Nano-photonics, where optical structures can manipulate light at the sub-wavelength scale, is making important advances towards optical communications, imaging and sensing. A novel platform suitable for fundamental investigations of light propagation through micro- and nano-structures will be discussed. This platform is based on a dielectric multilayer that sustains Bloch surface waves (BSWs). We experimentally and theoretically investigate components including a disk resonator and a photonic nanojet, which are fabricated on a Bloch surface wave platform.

Nano-thin 2D axicon generating nondiffracting surface waves

We investigate nondiffracting surface waves. On top of the Bloch surface wave platform, a 60-nm-thick TiO2 isosceles triangle serves as a 2D axicon. Scanning near-field microscopy measurements verify nondiffracting surface beam properties.

Nondiffracting Bloch surface wave: 2D quasi-Bessel-Gauss beam

2D Bessel-Gauss beam, which is known as nondiffracting beams in 3D space, is demonstrated in the domain of Bloch surface wave. Its self-healing capacity is verified by using cylindrical obstacles in the diffraction-free beam path.
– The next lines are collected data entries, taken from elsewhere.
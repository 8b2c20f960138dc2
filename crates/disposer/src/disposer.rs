//! Public registration / teardown API over the ownership tree.

use crate::tree::{Node, NodeId, Teardown, Tree};
use parking_lot::{Condvar, Mutex};
use serde::{Deserialize, Serialize};
use std::panic::{catch_unwind, AssertUnwindSafe};
use tether_core::error::{TetherError, TetherResult};
use tether_core::{panic_message, DisposableRef, NamedDisposable, ObjectKey};

/// Disposer settings.
#[derive(Debug, Clone, Default, PartialEq, Eq, Serialize, Deserialize)]
#[serde(default)]
pub struct DisposerConfig {
    /// Capture a backtrace for every node so leak reports show where the
    /// leaked resource entered the tree. Costly; meant for tests.
    pub debug_mode: bool,
}

/// Owns the parent/child relation between disposables and tears subtrees
/// down children-first.
///
/// No user callback is ever invoked while the internal lock is held, so
/// `dispose` implementations may freely register, dispose or query.
///
/// A subtree torn down on one thread stays linked to its parent until it is
/// gone. An ancestor disposed meanwhile on another thread waits for it
/// before disposing any of its own nodes.
///
/// ```ignore
/// let disposer = Disposer::new(DisposerConfig::default());
/// let project: DisposableRef = NamedDisposable::new("project");
/// let index: DisposableRef = Arc::new(Index::open()?);
/// disposer.register(&project, &index)?;
/// disposer.dispose(&project, false)?; // index is disposed first
/// ```
#[derive(Default)]
pub struct Disposer {
    tree: Mutex<Tree>,
    /// Signalled whenever a teardown leaves the tree.
    torn_down: Condvar,
    config: DisposerConfig,
}

impl Disposer {
    pub fn new(config: DisposerConfig) -> Self {
        Self {
            tree: Mutex::new(Tree::default()),
            torn_down: Condvar::new(),
            config,
        }
    }

    pub fn config(&self) -> &DisposerConfig {
        &self.config
    }

    /// Makes `parent` own `child`.
    ///
    /// Re-registering a child under a new parent moves it. Registering the
    /// same pair again is a no-op.
    pub fn register(&self, parent: &DisposableRef, child: &DisposableRef) -> TetherResult<()> {
        self.register_inner(parent, child, None)
    }

    /// Like [`register`](Self::register), but allows at most one child per
    /// `(parent, key)`; see [`find_registered`](Self::find_registered).
    pub fn register_with_key(
        &self,
        parent: &DisposableRef,
        child: &DisposableRef,
        key: &str,
    ) -> TetherResult<()> {
        self.register_inner(parent, child, Some(key))
    }

    /// Registers unless the parent is already disposed or disposing.
    ///
    /// Returns `false` in that case; other registration errors are still
    /// reported as `false` and logged.
    pub fn try_register(&self, parent: &DisposableRef, child: &DisposableRef) -> bool {
        match self.register(parent, child) {
            Ok(()) => true,
            Err(TetherError::ParentDisposed(_)) => false,
            Err(e) => {
                tracing::warn!(error = %e, "try_register failed");
                false
            }
        }
    }

    fn register_inner(
        &self,
        parent: &DisposableRef,
        child: &DisposableRef,
        key: Option<&str>,
    ) -> TetherResult<()> {
        let parent_key = ObjectKey::of(parent);
        let child_key = ObjectKey::of(child);
        if parent_key == child_key {
            return Err(TetherError::SelfRegistration(child.debug_name()));
        }

        let mut tree = self.tree.lock();

        if tree.is_disposed(parent_key) || tree.is_disposing(parent_key) {
            return Err(TetherError::ParentDisposed(parent.debug_name()));
        }
        if tree.is_disposed(child_key) || tree.is_disposing(child_key) {
            return Err(TetherError::AlreadyDisposed(child.debug_name()));
        }

        let existing_parent = tree.node_id(parent_key);
        let existing_child = tree.node_id(child_key);

        if let (Some(parent_id), Some(child_id)) = (existing_parent, existing_child) {
            let already_there = tree.node(child_id).map_or(false, |n| {
                n.parent == Some(parent_id) && n.key.as_deref() == key
            });
            if already_there {
                return Ok(());
            }
            if tree.is_ancestor_or_self(child_id, parent_id) {
                return Err(TetherError::OwnershipCycle {
                    parent: parent.debug_name(),
                    child: child.debug_name(),
                });
            }
        }
        if let (Some(parent_id), Some(k)) = (existing_parent, key) {
            let taken = tree
                .child_with_key(parent_id, k)
                .map_or(false, |holder| Some(holder) != existing_child);
            if taken {
                return Err(TetherError::DuplicateKey {
                    parent: parent.debug_name(),
                    key: k.to_string(),
                });
            }
        }

        let capture = self.config.debug_mode;
        let parent_id = tree.get_or_insert(parent, capture);
        let child_id = tree.get_or_insert(child, capture);
        tree.attach(parent_id, child_id, key.map(str::to_owned));

        tracing::trace!(
            parent = %parent.debug_name(),
            child = %child.debug_name(),
            key,
            "registered"
        );
        Ok(())
    }

    /// Looks up the child registered under `parent` with `key`.
    pub fn find_registered(&self, parent: &DisposableRef, key: &str) -> Option<DisposableRef> {
        let tree = self.tree.lock();
        let parent_id = tree.node_id(ObjectKey::of(parent))?;
        let child_id = tree.child_with_key(parent_id, key)?;
        tree.node(child_id).map(|n| n.object.clone())
    }

    /// Tears down the subtree rooted at `resource`.
    ///
    /// Children are disposed before their parents, siblings in reverse
    /// registration order. A resource that was never registered is disposed
    /// directly only if `process_unregistered` is set. Disposing twice is a
    /// no-op.
    ///
    /// Panicking callbacks do not stop the teardown; their messages are
    /// collected into [`TetherError::DisposeFailed`].
    pub fn dispose(&self, resource: &DisposableRef, process_unregistered: bool) -> TetherResult<()> {
        let key = ObjectKey::of(resource);

        let Teardown { plan, in_flight } = {
            let mut tree = self.tree.lock();
            match tree.node_id(key) {
                Some(id) => match tree.begin_teardown(id, std::thread::current().id()) {
                    Some(teardown) => teardown,
                    None => return Ok(()),
                },
                None => {
                    if tree.is_disposed(key) || !process_unregistered {
                        return Ok(());
                    }
                    tree.record_disposed(resource);
                    drop(tree);
                    tracing::trace!(resource = %resource.debug_name(), "disposing unregistered");
                    let mut failures = Vec::new();
                    invoke(resource, &mut failures, |r| r.dispose());
                    return into_result(failures);
                }
            }
        };

        let mut failures = Vec::new();
        for planned in &plan {
            invoke(&planned.object, &mut failures, |r| r.before_tree_dispose());
        }
        self.wait_for(&in_flight);
        for planned in plan.iter().rev() {
            invoke(&planned.object, &mut failures, |r| r.dispose());
        }

        let removed: Vec<Node> = self.tree.lock().finish_teardown(&plan);
        self.torn_down.notify_all();
        tracing::debug!(
            resource = %resource.debug_name(),
            nodes = removed.len(),
            waited_on = in_flight.len(),
            failures = failures.len(),
            "disposed subtree"
        );
        drop(removed);
        drop(plan);

        into_result(failures)
    }

    /// Blocks until every node in `in_flight` has left the tree.
    fn wait_for(&self, in_flight: &[NodeId]) {
        if in_flight.is_empty() {
            return;
        }
        let mut tree = self.tree.lock();
        while in_flight.iter().any(|id| tree.contains(*id)) {
            tracing::trace!(pending = in_flight.len(), "waiting for nested teardown");
            self.torn_down.wait(&mut tree);
        }
    }

    pub fn is_disposed(&self, resource: &DisposableRef) -> bool {
        self.tree.lock().is_disposed(ObjectKey::of(resource))
    }

    /// True while the resource's subtree is being torn down.
    pub fn is_disposing(&self, resource: &DisposableRef) -> bool {
        self.tree.lock().is_disposing(ObjectKey::of(resource))
    }

    pub fn parent_of(&self, resource: &DisposableRef) -> Option<DisposableRef> {
        let tree = self.tree.lock();
        let id = tree.node_id(ObjectKey::of(resource))?;
        let parent = tree.node(id)?.parent?;
        tree.node(parent).map(|n| n.object.clone())
    }

    /// Direct children in registration order.
    pub fn children_of(&self, resource: &DisposableRef) -> Vec<DisposableRef> {
        let tree = self.tree.lock();
        let Some(node) = tree
            .node_id(ObjectKey::of(resource))
            .and_then(|id| tree.node(id))
        else {
            return Vec::new();
        };
        node.children
            .iter()
            .filter_map(|c| tree.node(*c).map(|n| n.object.clone()))
            .collect()
    }

    /// Number of live nodes in the tree.
    pub fn tree_size(&self) -> usize {
        self.tree.lock().len()
    }

    /// Creates a named disposable owned by `parent`.
    pub fn new_disposable_under(
        &self,
        parent: &DisposableRef,
        name: impl Into<String>,
    ) -> TetherResult<DisposableRef> {
        let child: DisposableRef = NamedDisposable::new(name);
        self.register(parent, &child)?;
        Ok(child)
    }

    /// Fails with every remaining root if the tree is not empty.
    pub fn assert_is_empty(&self) -> TetherResult<()> {
        let leaked: Vec<String> = {
            let tree = self.tree.lock();
            tree.roots()
                .map(|n| match &n.origin {
                    Some(bt) => format!("{} registered at:\n{bt}", n.object.debug_name()),
                    None => n.object.debug_name(),
                })
                .collect()
        };
        if leaked.is_empty() {
            return Ok(());
        }
        tracing::warn!(roots = leaked.len(), "ownership tree is not empty");
        Err(TetherError::LeakedRoots(leaked))
    }

    /// Forgets all tree state without running any callback.
    pub fn clear(&self) {
        let (arena, disposed) = self.tree.lock().take_all();
        tracing::debug!(nodes = arena.len(), disposed, "cleared ownership tree");
        drop(arena);
    }
}

/// Convenience for [`NamedDisposable::new`] erased to a [`DisposableRef`].
pub fn new_disposable(name: impl Into<String>) -> DisposableRef {
    NamedDisposable::new(name)
}

fn invoke(resource: &DisposableRef, failures: &mut Vec<String>, f: impl FnOnce(&DisposableRef)) {
    if let Err(payload) = catch_unwind(AssertUnwindSafe(|| f(resource))) {
        let message = panic_message(payload.as_ref());
        tracing::warn!(resource = %resource.debug_name(), error = %message, "dispose callback panicked");
        failures.push(format!("{}: {message}", resource.debug_name()));
    }
}

fn into_result(failures: Vec<String>) -> TetherResult<()> {
    if failures.is_empty() {
        Ok(())
    } else {
        Err(TetherError::DisposeFailed(failures))
    }
}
Waveguide grating as a Bragg mirror on Bloch surface waves based platform for 2D integrated optics applications

We study and demonstrate a Bloch-surface-wave-based nano-thin waveguide grating. The waveguide grating is characterized as a Bragg mirror at telecommunication wavelengths. The structure is a dielectric multilayer platform designed to sustain a Bloch surface wave. Such a platform is regarded as a foundation for in-plane integrated optics. The Kretschmann coupling configuration, as the most widely used approach, is utilized to excite the optical surface waves. We use multi-heterodyne scanning near-field optical microscopy to characterize the waveguide gratings in the near-field. The fabricated waveguide grating shows the expected Bragg mirror behavior with a measured reflectivity of approximately 72 % inside the photonic band gap at λ = 1553 nm.